BEGIN Available records

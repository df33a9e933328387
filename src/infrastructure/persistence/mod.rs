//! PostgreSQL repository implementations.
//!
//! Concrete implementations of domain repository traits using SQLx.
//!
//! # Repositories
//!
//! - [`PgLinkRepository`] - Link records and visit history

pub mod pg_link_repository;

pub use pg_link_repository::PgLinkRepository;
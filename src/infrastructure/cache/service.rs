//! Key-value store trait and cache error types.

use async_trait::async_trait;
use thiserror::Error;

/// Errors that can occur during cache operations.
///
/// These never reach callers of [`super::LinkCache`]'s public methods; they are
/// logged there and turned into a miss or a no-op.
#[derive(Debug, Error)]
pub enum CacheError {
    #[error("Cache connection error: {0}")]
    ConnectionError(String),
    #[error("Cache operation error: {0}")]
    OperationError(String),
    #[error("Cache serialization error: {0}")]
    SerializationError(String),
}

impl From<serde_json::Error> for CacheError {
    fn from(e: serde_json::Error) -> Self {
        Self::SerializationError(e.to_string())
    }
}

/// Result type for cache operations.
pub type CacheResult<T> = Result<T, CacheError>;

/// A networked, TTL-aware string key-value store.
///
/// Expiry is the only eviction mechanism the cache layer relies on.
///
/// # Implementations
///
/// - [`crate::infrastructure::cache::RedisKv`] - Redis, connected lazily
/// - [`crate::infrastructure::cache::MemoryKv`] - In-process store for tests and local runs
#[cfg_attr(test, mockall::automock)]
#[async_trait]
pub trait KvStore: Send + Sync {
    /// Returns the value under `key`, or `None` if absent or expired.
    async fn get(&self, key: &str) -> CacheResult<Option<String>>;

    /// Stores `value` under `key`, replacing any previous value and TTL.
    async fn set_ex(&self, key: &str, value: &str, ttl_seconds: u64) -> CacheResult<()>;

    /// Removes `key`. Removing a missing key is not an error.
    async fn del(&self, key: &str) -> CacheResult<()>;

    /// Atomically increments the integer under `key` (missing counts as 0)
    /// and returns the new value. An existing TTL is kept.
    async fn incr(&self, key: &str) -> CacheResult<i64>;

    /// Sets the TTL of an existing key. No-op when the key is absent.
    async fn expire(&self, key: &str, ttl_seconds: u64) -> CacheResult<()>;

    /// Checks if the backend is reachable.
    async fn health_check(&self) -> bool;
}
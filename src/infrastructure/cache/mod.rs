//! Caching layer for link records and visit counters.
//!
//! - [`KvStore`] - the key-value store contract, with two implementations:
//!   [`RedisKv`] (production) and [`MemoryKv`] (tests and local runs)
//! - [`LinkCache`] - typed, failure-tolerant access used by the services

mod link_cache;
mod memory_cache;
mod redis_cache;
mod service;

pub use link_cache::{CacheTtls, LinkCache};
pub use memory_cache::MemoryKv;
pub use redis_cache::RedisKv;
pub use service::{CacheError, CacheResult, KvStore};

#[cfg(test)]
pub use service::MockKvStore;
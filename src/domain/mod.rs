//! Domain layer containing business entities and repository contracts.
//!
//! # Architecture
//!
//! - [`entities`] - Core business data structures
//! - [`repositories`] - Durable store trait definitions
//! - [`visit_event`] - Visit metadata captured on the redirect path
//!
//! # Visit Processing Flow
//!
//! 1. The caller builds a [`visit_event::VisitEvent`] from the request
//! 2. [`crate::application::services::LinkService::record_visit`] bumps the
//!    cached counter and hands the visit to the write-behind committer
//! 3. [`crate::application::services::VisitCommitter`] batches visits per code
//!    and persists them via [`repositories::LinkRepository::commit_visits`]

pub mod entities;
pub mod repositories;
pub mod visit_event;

END Available records

_What to do_
Look back at the entries above and repeat, unchanged, every line from the line holding "pub enum CacheError" through the line holding "not an error.".

_Your solution_
pub enum CacheError {
    #[error("Cache connection error: {0}")]
    ConnectionError(String),
    #[error("Cache operation error: {0}")]
    OperationError(String),
    #[error("Cache serialization error: {0}")]
    SerializationError(String),
}

impl From<serde_json::Error> for CacheError {
    fn from(e: serde_json::Error) -> Self {
        Self::SerializationError(e.to_string())
    }
}

/// Result type for cache operations.
pub type CacheResult<T> = Result<T, CacheError>;

/// A networked, TTL-aware string key-value store.
///
/// Expiry is the only eviction mechanism the cache layer relies on.
///
/// # Implementations
///
/// - [`crate::infrastructure::cache::RedisKv`] - Redis, connected lazily
/// - [`crate::infrastructure::cache::MemoryKv`] - In-process store for tests and local runs
#[cfg_attr(test, mockall::automock)]
#[async_trait]
pub trait KvStore: Send + Sync {
    /// Returns the value under `key`, or `None` if absent or expired.
    async fn get(&self, key: &str) -> CacheResult<Option<String>>;

    /// Stores `value` under `key`, replacing any previous value and TTL.
    async fn set_ex(&self, key: &str, value: &str, ttl_seconds: u64) -> CacheResult<()>;

    /// Removes `key`. Removing a missing key is not an error.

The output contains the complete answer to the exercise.